The blemish in tonight’s win was the Laker bench. Lamar Odom, Steve Blake, Shannon Brown and Matt Barnes shot a combined 5-20 from the field and accounted for six of the team’s 14 turnovers. And as they did in the Phoenix game, aided in squandering a double-digit lead. With the playoffs just 10 games away, the Lakers can’t afford to have an unproductive group of reserves. Whatever they need to do, Blake, Barnes and Brown need to get their Killer B instinct back, or the post-season will be more difficult for this Lakers team to get through than it has to be.
Save for a scuffle between Chris Kaman and Derek Fisher with just under 30 seconds left in the game, the evening was relatively uneventful, except for the Lakers’ 52 win. Next up is Chris Paul and the David West-less New Orleans Hornets, a possible first round match-up.
Pre-game Thoughts: Last of the hallway series for the Staples Center residents. This is the first time the Lakers will meet the new-look Clippers, with Cleveland imports, Mo Williams and Jamario Moon. Pau Gasol has offered to donate $1,000 for every point he scores and Magic Johnson says he will match however much Gasol raises for the Japanese tsunami relief. Let’s see how much his teammates help him on this mission.

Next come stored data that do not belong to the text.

//! Command implementations for the CLI
//!
//! - serve: Start the pricing service
//! - quote: Price a prospect count from the terminal
//! - plans: List the configured plans
//! - test: Test configuration validity
//! - config: Configuration display and validation

pub mod config;
pub mod plans;
pub mod quote;
pub mod serve;

use anyhow::Result;
use colored::Colorize;
use prospect_pricing::{config::load_config, pricing::PlanTable};
use std::path::Path;

/// Plan table from the config file, or the built-in table when there is none
fn load_plan_table(config_path: &Path) -> Result<PlanTable> {
    if !config_path.exists() {
        eprintln!(
            "{}",
            format!(
                "{} not found, using the built-in plan table",
                config_path.display()
            )
            .dimmed()
        );
        return Ok(PlanTable::observed());
    }

    let cfg = load_config(config_path)?;
    Ok(cfg.pricing.build_table()?)
}
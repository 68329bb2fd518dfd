use crate::{config::Config, error::AppError, pricing::Locale, session::SessionContext};
use axum::{
    extract::{Request, State},
    http::header,
    middleware::Next,
    response::Response,
};
use std::sync::Arc;

/// Session middleware
///
/// Resolves the Bearer token to a configured account and attaches a
/// [`SessionContext`] to the request, localized from `Accept-Language`.
pub async fn session_middleware(
    State(config): State<Arc<arc_swap::ArcSwap<Config>>>,
    mut req: Request,
    next: Next,
) -> Result<Response, AppError> {
    // Extract Authorization header
    let auth_header = req
        .headers()
        .get(header::AUTHORIZATION)
        .and_then(|v| v.to_str().ok())
        .ok_or_else(|| AppError::Unauthorized("Missing Authorization header".to_string()))?;

    let token = extract_bearer_token(auth_header)?;

    let config = config.load();

    let account = config
        .accounts
        .iter()
        .find(|a| a.token == token && a.enabled)
        .ok_or_else(|| AppError::Unauthorized("Invalid or disabled session token".to_string()))?;

    let locale = Locale::negotiate(
        req.headers()
            .get(header::ACCEPT_LANGUAGE)
            .and_then(|v| v.to_str().ok()),
    );

    let session = SessionContext::from_account(account, locale);
    tracing::debug!(account = %session.account, role = ?session.role, "Session resolved");

    req.extensions_mut().insert(session);

    Ok(next.run(req).await)
}

/// Extract Bearer token from Authorization header
fn extract_bearer_token(auth_header: &str) -> Result<&str, AppError> {
    const BEARER_PREFIX: &str = "Bearer ";

    let token = auth_header.strip_prefix(BEARER_PREFIX).ok_or_else(|| {
        AppError::Unauthorized("Authorization header must use Bearer scheme".to_string())
    })?;

    if token.is_empty() {
        return Err(AppError::Unauthorized("Bearer token is empty".to_string()));
    }

    Ok(token)
}
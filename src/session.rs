use crate::config::AccountConfig;
use crate::pricing::Locale;
use rust_decimal::Decimal;
use serde::{Deserialize, Serialize};
use std::fmt;

/// Account role as reported by the identity provider
#[derive(Debug, Clone, Copy, PartialEq, Eq, Default, Serialize, Deserialize)]
#[serde(rename_all = "lowercase")]
pub enum Role {
    #[default]
    Client,
    Admin,
}

/// Funds available to pay for a campaign
#[derive(Debug, Clone, Copy, PartialEq, Eq, Serialize)]
#[serde(tag = "type", content = "amount", rename_all = "lowercase")]
pub enum Balance {
    Amount(Decimal),
    Unlimited,
}

impl Balance {
    /// Value handed to the pricing calculator
    pub fn available(&self) -> Decimal {
        match self {
            Balance::Amount(amount) => *amount,
            Balance::Unlimited => Decimal::MAX,
        }
    }

    pub fn is_unlimited(&self) -> bool {
        matches!(self, Balance::Unlimited)
    }
}

impl fmt::Display for Balance {
    fn fmt(&self, f: &mut fmt::Formatter<'_>) -> fmt::Result {
        match self {
            Balance::Amount(amount) => write!(f, "${:.2}", amount),
            Balance::Unlimited => write!(f, "unlimited"),
        }
    }
}

/// Per-request view of who is asking and what they can spend
#[derive(Debug, Clone, PartialEq, Eq, Serialize)]
pub struct SessionContext {
    pub account: String,
    pub role: Role,
    pub balance: Balance,
    pub locale: Locale,
}

impl SessionContext {
    pub fn from_account(account: &AccountConfig, locale: Locale) -> Self {
        let balance = match account.role {
            Role::Admin => Balance::Unlimited,
            Role::Client => Balance::Amount(account.balance.unwrap_or(Decimal::ZERO)),
        };

        Self {
            account: account.name.clone(),
            role: account.role,
            balance,
            locale,
        }
    }

    pub fn with_locale(mut self, locale: Locale) -> Self {
        self.locale = locale;
        self
    }
}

Half-time Thoughts: 48-57 – So far it’s been all D. That’s D for “dunks” not defense, because after leading by as much as 16 points in the first quarter, the second unit came in and the lead turned into a mere three points. Blake Griffin has brought Staples Center to their feet with some ridiculous dunks, and Shannon Brown and even Ron Artest, have joined in the dunking fun. Kobe Bryant leads all scores with 17 on 6-13 and Pau Gasol, so far has raised $14,000 with his 7-10 from the field. Andrew Bynum has already blocked three shots and collected 6 rebounds. The Lakers have kept Clippers’ scoring machine, Eric Gordon, in check. He’s 0-7 in the half. The Lakers need to pick up their defense.

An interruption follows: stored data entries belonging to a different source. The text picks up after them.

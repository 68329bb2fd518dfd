use crate::{
    error::AppError,
    handlers::AppState,
    metrics,
    models::quote::{PlanView, PlansResponse, QuoteRequest, QuoteResponse},
    pricing::{compute_pricing_in, default_selection, select_plan},
    session::SessionContext,
};
use axum::{extract::State, Extension, Json};

/// Handle `GET /api/plans`
pub async fn list_plans(
    State(state): State<AppState>,
    Extension(session): Extension<SessionContext>,
) -> Json<PlansResponse> {
    let table = state.plans.load();

    Json(PlansResponse {
        locale: session.locale,
        min_prospects: table.min_prospects(),
        plans: table
            .plans()
            .iter()
            .map(|plan| PlanView::new(plan, session.locale))
            .collect(),
    })
}

/// Handle `POST /api/pricing/quote`
///
/// Invalid prospect counts are not request errors: the response carries a
/// neutral summary plus the tagged validation error.
pub async fn quote(
    State(state): State<AppState>,
    Extension(session): Extension<SessionContext>,
    Json(request): Json<QuoteRequest>,
) -> Result<Json<QuoteResponse>, AppError> {
    let table = state.plans.load();
    let available = session.balance.available();
    let locale = session.locale;

    let outcome = match (request.plan, &request.prospects) {
        (Some(key), _) => select_plan(key, available, &table, locale)
            .map(Ok)
            .ok_or_else(|| AppError::NotFound(format!("plan '{}' is not offered", key)))?,
        (None, Some(raw)) => raw
            .parse()
            .and_then(|requested| compute_pricing_in(requested, available, &table, locale)),
        (None, None) => default_selection(available, &table, locale),
    };

    match &outcome {
        Ok(result) => {
            metrics::record_quote(result.plan_key.as_str(), result.is_custom);
            tracing::info!(
                account = %session.account,
                plan = %result.plan_key,
                prospects = result.prospects,
                total_cost = %result.total_cost,
                affordable = result.affordable,
                "Quote computed"
            );
        }
        Err(err) => {
            metrics::record_validation_error(err.kind());
            tracing::debug!(account = %session.account, error = %err, "Quote input rejected");
        }
    }

    Ok(Json(QuoteResponse::from_outcome(outcome, session.balance)))
}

Most Thoughtless Play(s)/Player(s) of the Game: Lakers’ Bench – They got a real surge of energy when Matt Barnes returned to the line-up, but in the last two games, all they’ve done is lose leads. On Wednesday, they lost a 21-point lead. Tonight, it was a 16-point lead. And in the second half, with a chance to help close out the game, they spent possessions passing the ball around the perimeter and turning the ball over, rather than running an efficient offensive set.
Most Thought-filled Play(s)/Player(s) of the Game: Pau Gasol – for scoring his 26 points and raising $26,000 (which will be matched by Magic Johnson) for the victims of the tsunami in Japan. Also, Ron Artest – simply for being Ron Artest in every aspect – lockdown defense, scoring and comic relief.